**Work request**. Repeat the entries below exactly, missing none.

********

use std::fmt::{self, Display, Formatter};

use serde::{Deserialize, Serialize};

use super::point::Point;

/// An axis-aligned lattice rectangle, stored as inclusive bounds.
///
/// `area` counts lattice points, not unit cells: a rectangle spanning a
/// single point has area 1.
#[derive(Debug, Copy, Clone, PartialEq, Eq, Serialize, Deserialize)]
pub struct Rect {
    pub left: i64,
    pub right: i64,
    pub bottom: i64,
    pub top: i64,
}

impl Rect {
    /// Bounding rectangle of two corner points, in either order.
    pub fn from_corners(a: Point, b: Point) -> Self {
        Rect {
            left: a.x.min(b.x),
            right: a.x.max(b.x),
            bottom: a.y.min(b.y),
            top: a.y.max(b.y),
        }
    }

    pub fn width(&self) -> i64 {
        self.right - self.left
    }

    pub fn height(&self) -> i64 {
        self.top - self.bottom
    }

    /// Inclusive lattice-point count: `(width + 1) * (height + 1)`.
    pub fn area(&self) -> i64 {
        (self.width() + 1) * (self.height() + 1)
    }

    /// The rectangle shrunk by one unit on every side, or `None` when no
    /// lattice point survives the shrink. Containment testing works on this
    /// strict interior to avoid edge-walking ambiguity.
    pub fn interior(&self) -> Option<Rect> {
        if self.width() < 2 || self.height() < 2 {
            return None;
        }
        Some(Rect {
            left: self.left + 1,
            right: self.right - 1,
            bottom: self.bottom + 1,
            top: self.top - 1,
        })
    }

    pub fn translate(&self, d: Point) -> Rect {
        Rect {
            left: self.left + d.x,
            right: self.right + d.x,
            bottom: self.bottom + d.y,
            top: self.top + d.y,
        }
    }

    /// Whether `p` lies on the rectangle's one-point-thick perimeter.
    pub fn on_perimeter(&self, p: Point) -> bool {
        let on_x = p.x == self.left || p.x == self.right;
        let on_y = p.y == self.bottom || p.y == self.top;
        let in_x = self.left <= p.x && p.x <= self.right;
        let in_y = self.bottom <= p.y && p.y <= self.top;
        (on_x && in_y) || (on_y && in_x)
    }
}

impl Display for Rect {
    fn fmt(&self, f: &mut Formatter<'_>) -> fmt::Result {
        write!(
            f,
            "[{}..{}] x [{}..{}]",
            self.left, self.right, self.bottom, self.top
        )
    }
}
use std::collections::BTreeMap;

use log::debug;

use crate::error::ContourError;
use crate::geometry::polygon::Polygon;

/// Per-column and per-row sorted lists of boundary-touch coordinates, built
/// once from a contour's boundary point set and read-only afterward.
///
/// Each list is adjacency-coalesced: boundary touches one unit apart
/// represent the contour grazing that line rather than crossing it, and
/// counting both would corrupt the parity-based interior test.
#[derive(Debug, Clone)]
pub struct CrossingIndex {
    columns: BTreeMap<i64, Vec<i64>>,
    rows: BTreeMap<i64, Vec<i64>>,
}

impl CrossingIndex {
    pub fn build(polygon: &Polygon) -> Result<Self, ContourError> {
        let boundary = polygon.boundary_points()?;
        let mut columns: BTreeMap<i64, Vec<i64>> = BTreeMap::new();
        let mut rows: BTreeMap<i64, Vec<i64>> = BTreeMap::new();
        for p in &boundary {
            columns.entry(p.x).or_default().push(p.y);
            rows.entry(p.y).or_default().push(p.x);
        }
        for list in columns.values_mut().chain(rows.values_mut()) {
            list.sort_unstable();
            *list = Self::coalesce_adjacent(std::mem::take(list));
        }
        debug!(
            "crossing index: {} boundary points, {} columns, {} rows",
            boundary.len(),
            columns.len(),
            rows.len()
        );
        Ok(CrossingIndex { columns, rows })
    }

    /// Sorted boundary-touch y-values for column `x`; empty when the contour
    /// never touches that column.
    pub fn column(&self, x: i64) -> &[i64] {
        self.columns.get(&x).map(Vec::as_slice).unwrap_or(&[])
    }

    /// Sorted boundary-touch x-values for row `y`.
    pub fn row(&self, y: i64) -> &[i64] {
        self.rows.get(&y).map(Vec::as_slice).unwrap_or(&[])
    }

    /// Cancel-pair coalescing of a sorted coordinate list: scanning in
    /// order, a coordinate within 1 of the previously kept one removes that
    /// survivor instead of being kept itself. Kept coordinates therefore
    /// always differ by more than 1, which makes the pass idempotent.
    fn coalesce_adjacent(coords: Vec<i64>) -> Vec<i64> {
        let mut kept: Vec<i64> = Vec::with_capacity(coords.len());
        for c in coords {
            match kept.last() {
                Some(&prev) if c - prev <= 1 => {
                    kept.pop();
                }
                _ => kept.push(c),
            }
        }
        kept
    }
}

********

**Result for this exercise**.
use std::fmt::{self, Display, Formatter};

use serde::{Deserialize, Serialize};

use super::point::Point;

/// An axis-aligned lattice rectangle, stored as inclusive bounds.
///
/// `area` counts lattice points, not unit cells: a rectangle spanning a
/// single point has area 1.
#[derive(Debug, Copy, Clone, PartialEq, Eq, Serialize, Deserialize)]
pub struct Rect {
    pub left: i64,
    pub right: i64,
    pub bottom: i64,
    pub top: i64,
}

impl Rect {
    /// Bounding rectangle of two corner points, in either order.
    pub fn from_corners(a: Point, b: Point) -> Self {
        Rect {
            left: a.x.min(b.x),
            right: a.x.max(b.x),
            bottom: a.y.min(b.y),
            top: a.y.max(b.y),
        }
    }

    pub fn width(&self) -> i64 {
        self.right - self.left
    }

    pub fn height(&self) -> i64 {
        self.top - self.bottom
    }

    /// Inclusive lattice-point count: `(width + 1) * (height + 1)`.
    pub fn area(&self) -> i64 {
        (self.width() + 1) * (self.height() + 1)
    }

    /// The rectangle shrunk by one unit on every side, or `None` when no
    /// lattice point survives the shrink. Containment testing works on this
    /// strict interior to avoid edge-walking ambiguity.
    pub fn interior(&self) -> Option<Rect> {
        if self.width() < 2 || self.height() < 2 {
            return None;
        }
        Some(Rect {
            left: self.left + 1,
            right: self.right - 1,
            bottom: self.bottom + 1,
            top: self.top - 1,
        })
    }

    pub fn translate(&self, d: Point) -> Rect {
        Rect {
            left: self.left + d.x,
            right: self.right + d.x,
            bottom: self.bottom + d.y,
            top: self.top + d.y,
        }
    }

    /// Whether `p` lies on the rectangle's one-point-thick perimeter.
    pub fn on_perimeter(&self, p: Point) -> bool {
        let on_x = p.x == self.left || p.x == self.right;
        let on_y = p.y == self.bottom || p.y == self.top;
        let in_x = self.left <= p.x && p.x <= self.right;
        let in_y = self.bottom <= p.y && p.y <= self.top;
        (on_x && in_y) || (on_y && in_x)
    }
}

impl Display for Rect {
    fn fmt(&self, f: &mut Formatter<'_>) -> fmt::Result {
        write!(
            f,
            "[{}..{}] x [{}..{}]",
            self.left, self.right, self.bottom, self.top
        )
    }
}
use std::collections::BTreeMap;

use log::debug;

use crate::error::ContourError;
use crate::geometry::polygon::Polygon;

/// Per-column and per-row sorted lists of boundary-touch coordinates, built
/// once from a contour's boundary point set and read-only afterward.
///
/// Each list is adjacency-coalesced: boundary touches one unit apart
/// represent the contour grazing that line rather than crossing it, and
/// counting both would corrupt the parity-based interior test.
#[derive(Debug, Clone)]
pub struct CrossingIndex {
    columns: BTreeMap<i64, Vec<i64>>,
    rows: BTreeMap<i64, Vec<i64>>,
}

impl CrossingIndex {
    pub fn build(polygon: &Polygon) -> Result<Self, ContourError> {
        let boundary = polygon.boundary_points()?;
        let mut columns: BTreeMap<i64, Vec<i64>> = BTreeMap::new();
        let mut rows: BTreeMap<i64, Vec<i64>> = BTreeMap::new();
        for p in &boundary {
            columns.entry(p.x).or_default().push(p.y);
            rows.entry(p.y).or_default().push(p.x);
        }
        for list in columns.values_mut().chain(rows.values_mut()) {
            list.sort_unstable();
            *list = Self::coalesce_adjacent(std::mem::take(list));
        }
        debug!(
            "crossing index: {} boundary points, {} columns, {} rows",
            boundary.len(),
            columns.len(),
            rows.len()
        );
        Ok(CrossingIndex { columns, rows })
    }

    /// Sorted boundary-touch y-values for column `x`; empty when the contour
    /// never touches that column.
    pub fn column(&self, x: i64) -> &[i64] {
        self.columns.get(&x).map(Vec::as_slice).unwrap_or(&[])
    }

    /// Sorted boundary-touch x-values for row `y`.
    pub fn row(&self, y: i64) -> &[i64] {
        self.rows.get(&y).map(Vec::as_slice).unwrap_or(&[])
    }

    /// Cancel-pair coalescing of a sorted coordinate list: scanning in
    /// order, a coordinate within 1 of the previously kept one removes that
    /// survivor instead of being kept itself. Kept coordinates therefore
    /// always differ by more than 1, which makes the pass idempotent.
    fn coalesce_adjacent(coords: Vec<i64>) -> Vec<i64> {
        let mut kept: Vec<i64> = Vec::with_capacity(coords.len());
        for c in coords {
            match kept.last() {
                Some(&prev) if c - prev <= 1 => {
                    kept.pop();
                }
                _ => kept.push(c),
            }
        }
        kept
    }
}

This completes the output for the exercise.